(REQUIREMENT): Where does the string "chunk" appear? Copy every line of the entries below that holds it.

(Stored data entries):
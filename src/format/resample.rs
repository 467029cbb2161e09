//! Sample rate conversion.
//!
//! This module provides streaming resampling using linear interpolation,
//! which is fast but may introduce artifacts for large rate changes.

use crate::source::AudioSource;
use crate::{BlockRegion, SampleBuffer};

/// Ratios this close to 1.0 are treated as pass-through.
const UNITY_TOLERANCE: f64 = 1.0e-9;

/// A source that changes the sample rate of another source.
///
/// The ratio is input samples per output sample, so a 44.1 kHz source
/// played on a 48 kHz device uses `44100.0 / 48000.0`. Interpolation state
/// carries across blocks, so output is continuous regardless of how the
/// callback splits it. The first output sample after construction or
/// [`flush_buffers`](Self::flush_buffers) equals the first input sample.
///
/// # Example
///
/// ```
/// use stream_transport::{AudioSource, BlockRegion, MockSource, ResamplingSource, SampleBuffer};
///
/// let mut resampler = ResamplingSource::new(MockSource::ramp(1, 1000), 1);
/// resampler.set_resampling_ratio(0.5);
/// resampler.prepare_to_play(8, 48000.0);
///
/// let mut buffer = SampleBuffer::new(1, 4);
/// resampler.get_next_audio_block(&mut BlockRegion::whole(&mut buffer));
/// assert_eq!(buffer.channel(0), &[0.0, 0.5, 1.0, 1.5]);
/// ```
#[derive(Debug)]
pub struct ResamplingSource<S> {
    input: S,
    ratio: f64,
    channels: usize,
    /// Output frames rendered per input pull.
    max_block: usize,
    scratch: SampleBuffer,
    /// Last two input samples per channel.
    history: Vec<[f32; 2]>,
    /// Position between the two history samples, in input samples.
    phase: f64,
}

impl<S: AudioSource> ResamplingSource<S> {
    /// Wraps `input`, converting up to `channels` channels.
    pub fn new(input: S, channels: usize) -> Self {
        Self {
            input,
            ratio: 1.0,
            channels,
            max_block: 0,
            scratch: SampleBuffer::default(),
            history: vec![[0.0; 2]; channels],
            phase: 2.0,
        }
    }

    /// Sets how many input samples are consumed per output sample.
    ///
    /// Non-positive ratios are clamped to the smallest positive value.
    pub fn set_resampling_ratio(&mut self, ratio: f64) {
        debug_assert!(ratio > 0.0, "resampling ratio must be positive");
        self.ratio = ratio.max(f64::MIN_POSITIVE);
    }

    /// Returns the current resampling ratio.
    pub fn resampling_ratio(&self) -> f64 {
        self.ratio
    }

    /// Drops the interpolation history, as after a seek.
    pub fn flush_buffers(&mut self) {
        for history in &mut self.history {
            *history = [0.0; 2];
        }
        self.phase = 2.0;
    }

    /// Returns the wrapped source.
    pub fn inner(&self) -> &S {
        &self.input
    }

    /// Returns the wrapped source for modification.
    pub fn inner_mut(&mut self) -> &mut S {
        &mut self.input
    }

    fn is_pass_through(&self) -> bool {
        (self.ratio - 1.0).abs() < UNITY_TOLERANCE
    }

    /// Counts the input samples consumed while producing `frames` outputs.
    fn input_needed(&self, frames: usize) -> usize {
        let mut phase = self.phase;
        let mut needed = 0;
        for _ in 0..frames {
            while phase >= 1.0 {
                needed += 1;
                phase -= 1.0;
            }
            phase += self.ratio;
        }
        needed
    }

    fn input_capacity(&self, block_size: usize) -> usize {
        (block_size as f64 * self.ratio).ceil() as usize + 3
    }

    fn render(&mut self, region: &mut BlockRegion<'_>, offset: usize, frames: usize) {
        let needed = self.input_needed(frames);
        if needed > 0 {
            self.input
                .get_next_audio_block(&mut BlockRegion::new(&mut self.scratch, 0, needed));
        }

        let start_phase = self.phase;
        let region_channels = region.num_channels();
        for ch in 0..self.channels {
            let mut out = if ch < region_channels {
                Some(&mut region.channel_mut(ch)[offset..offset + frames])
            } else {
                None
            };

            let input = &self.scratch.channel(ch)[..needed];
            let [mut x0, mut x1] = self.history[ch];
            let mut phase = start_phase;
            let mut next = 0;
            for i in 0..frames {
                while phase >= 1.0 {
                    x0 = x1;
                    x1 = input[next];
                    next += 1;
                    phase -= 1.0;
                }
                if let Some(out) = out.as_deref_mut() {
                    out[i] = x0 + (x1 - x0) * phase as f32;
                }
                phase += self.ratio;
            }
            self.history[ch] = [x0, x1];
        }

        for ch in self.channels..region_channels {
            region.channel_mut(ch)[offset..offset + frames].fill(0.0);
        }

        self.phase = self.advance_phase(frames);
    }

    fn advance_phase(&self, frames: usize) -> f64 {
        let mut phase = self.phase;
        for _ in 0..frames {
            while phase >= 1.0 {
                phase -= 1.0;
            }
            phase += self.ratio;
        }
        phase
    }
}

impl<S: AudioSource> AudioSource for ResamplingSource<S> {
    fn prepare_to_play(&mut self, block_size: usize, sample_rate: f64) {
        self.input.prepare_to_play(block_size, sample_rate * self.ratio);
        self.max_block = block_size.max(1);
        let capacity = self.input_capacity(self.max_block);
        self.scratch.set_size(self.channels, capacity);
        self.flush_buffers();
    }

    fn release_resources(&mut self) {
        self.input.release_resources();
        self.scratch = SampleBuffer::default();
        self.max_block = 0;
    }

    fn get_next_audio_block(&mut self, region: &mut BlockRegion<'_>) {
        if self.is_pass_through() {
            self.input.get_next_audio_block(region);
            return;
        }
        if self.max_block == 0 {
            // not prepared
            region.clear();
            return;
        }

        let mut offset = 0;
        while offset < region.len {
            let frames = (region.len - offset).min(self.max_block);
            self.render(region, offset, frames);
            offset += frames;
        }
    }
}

* * *

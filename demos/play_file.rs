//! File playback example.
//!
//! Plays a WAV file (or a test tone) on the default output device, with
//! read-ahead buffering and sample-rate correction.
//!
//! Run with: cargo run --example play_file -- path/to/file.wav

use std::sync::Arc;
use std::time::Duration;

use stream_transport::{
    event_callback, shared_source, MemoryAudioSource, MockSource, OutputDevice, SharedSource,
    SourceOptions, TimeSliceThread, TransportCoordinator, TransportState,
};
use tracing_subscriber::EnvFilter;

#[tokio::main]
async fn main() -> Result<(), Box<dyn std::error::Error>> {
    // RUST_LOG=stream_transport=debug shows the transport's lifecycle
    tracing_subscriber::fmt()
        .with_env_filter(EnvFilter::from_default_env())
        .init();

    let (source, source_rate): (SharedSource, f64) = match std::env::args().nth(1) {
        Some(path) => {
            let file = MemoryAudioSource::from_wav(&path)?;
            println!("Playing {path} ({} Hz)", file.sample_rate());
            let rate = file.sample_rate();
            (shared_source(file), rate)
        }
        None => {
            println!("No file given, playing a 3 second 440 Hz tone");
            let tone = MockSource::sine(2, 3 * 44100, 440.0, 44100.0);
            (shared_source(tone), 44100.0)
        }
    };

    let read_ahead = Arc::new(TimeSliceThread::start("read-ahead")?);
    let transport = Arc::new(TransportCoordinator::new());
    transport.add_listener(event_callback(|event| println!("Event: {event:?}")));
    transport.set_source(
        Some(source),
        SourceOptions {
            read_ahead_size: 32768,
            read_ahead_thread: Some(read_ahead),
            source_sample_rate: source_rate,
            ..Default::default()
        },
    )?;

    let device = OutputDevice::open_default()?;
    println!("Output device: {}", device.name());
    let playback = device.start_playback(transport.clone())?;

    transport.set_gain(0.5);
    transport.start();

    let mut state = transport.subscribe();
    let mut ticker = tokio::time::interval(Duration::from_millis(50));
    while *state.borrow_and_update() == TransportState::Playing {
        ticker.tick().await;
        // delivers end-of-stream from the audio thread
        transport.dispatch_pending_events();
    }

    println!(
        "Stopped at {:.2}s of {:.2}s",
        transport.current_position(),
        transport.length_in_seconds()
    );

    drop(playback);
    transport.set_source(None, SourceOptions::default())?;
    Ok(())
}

--

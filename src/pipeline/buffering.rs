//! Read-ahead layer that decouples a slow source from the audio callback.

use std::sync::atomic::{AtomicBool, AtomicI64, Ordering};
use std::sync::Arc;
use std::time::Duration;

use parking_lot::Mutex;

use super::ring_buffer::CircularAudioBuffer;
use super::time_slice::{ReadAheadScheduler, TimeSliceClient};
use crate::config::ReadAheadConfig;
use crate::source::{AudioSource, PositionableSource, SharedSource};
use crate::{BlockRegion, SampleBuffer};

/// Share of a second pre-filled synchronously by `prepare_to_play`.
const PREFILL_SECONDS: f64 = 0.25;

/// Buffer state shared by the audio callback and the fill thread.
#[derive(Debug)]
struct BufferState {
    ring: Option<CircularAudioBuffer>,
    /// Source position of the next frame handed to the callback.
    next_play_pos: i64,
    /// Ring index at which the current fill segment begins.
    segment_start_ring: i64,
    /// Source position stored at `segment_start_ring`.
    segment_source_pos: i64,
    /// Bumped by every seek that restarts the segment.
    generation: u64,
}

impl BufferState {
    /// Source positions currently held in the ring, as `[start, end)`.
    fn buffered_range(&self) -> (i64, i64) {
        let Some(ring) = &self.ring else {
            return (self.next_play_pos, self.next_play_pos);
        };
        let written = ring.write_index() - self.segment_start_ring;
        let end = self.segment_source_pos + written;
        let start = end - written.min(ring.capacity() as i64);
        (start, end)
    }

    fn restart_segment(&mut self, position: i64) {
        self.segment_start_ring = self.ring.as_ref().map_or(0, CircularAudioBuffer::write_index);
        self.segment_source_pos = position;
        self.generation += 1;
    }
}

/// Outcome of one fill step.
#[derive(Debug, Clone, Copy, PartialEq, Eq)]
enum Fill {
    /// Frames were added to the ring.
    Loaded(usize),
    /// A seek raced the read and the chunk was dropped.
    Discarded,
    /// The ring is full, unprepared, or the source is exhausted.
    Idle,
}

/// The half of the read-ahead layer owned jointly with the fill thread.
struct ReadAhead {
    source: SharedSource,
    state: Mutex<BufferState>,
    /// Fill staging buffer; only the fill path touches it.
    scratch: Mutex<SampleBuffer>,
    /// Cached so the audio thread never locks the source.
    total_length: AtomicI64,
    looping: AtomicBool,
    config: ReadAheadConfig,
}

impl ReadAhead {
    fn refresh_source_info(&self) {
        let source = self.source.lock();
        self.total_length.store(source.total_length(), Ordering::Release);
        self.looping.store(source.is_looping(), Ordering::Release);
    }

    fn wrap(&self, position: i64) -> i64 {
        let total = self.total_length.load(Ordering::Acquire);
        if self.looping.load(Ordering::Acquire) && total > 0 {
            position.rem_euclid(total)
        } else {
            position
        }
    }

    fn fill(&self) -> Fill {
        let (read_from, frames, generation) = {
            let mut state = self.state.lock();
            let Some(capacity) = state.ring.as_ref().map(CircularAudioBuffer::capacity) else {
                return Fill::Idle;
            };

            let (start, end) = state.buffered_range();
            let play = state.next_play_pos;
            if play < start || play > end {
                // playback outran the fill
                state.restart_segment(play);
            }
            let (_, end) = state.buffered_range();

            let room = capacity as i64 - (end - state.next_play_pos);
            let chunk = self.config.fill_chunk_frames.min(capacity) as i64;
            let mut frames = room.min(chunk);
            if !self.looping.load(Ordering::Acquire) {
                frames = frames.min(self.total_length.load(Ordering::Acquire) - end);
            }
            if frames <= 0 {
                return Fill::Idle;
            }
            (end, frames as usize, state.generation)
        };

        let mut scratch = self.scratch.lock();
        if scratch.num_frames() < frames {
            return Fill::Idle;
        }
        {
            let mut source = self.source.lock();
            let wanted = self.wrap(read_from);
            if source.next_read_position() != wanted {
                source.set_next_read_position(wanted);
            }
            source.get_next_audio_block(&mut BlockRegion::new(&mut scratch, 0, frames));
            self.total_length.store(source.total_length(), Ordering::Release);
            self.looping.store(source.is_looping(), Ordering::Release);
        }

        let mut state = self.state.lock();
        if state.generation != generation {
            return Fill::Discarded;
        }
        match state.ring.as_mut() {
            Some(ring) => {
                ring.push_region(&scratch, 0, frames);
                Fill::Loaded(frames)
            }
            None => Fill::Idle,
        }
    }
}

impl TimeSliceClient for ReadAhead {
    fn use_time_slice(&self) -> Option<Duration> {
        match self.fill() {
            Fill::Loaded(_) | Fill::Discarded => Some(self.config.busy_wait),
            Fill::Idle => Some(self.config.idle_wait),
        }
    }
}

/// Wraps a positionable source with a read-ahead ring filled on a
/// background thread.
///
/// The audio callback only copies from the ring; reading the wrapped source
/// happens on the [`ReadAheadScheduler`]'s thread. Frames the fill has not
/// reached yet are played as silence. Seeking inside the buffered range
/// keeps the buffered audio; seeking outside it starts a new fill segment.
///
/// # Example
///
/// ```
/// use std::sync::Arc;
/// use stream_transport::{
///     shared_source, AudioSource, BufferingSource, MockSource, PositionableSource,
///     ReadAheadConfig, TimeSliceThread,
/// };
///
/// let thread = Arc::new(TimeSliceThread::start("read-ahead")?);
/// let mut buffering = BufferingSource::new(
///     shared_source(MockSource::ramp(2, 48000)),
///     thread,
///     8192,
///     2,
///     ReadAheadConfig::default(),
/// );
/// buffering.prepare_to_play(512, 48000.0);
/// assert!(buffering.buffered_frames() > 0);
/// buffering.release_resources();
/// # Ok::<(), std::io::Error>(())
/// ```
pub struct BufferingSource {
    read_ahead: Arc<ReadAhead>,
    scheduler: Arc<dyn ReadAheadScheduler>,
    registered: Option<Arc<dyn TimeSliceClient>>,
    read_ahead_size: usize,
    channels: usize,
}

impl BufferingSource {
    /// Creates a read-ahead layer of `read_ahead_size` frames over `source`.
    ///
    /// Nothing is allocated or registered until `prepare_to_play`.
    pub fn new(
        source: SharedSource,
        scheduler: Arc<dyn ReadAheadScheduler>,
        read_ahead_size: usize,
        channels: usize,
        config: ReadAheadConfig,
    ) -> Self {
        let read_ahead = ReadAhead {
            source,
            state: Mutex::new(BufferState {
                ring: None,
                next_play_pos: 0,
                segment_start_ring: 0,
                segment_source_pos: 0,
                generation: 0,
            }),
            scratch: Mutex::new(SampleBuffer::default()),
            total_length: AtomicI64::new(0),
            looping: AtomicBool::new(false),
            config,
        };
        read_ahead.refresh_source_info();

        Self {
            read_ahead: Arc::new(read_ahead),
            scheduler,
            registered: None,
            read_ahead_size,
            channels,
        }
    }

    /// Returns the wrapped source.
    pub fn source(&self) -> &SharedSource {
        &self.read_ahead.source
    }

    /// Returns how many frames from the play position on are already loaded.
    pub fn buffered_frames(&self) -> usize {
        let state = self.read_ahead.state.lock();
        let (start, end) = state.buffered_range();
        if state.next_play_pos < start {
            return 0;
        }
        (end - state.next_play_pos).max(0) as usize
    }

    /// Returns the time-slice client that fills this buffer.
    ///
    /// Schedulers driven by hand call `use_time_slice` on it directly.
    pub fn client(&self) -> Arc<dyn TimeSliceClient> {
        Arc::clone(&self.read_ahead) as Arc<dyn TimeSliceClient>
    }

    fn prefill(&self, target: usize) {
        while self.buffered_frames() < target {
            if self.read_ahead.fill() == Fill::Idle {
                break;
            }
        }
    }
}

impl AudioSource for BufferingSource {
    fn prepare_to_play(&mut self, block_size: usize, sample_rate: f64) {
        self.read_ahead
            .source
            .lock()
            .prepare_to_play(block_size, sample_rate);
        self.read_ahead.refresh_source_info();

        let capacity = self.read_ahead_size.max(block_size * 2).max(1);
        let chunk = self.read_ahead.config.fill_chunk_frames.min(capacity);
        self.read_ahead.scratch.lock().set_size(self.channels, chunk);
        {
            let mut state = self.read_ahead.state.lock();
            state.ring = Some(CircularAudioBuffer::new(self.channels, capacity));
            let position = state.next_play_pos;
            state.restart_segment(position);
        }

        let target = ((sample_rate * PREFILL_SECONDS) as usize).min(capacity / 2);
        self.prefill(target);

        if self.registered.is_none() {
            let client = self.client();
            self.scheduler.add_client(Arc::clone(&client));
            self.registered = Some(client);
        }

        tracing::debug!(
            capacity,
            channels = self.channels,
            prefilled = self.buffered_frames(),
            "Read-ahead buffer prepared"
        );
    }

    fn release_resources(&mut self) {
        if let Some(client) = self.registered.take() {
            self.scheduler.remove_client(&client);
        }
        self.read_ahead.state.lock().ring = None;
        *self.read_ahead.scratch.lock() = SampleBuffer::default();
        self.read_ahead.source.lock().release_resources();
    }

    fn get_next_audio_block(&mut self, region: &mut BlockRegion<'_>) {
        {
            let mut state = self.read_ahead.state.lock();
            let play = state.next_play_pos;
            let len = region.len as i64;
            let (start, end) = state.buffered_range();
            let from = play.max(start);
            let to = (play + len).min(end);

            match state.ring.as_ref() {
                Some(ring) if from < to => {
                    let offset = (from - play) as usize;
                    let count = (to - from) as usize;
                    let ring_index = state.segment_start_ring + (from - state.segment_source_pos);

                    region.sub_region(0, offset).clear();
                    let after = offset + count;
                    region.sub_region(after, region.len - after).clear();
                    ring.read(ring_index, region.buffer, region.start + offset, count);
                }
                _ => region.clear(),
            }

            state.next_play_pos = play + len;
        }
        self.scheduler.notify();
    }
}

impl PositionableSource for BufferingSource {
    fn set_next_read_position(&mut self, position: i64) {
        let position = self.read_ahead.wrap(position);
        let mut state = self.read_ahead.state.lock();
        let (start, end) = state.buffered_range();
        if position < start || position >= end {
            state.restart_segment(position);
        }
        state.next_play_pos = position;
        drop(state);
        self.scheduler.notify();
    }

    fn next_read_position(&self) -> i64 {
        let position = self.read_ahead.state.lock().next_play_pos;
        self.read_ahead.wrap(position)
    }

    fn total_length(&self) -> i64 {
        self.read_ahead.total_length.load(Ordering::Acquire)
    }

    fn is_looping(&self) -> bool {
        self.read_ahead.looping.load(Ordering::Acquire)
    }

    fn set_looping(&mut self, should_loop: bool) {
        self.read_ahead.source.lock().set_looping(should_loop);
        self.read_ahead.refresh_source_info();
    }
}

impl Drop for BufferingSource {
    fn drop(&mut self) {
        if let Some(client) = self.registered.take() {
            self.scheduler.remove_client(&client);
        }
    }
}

(TASK SOLUTION):
    /// A seek raced the read and the chunk was dropped.
            let chunk = self.config.fill_chunk_frames.min(capacity) as i64;
            let mut frames = room.min(chunk);
        let chunk = self.read_ahead.config.fill_chunk_frames.min(capacity);
        self.read_ahead.scratch.lock().set_size(self.channels, chunk);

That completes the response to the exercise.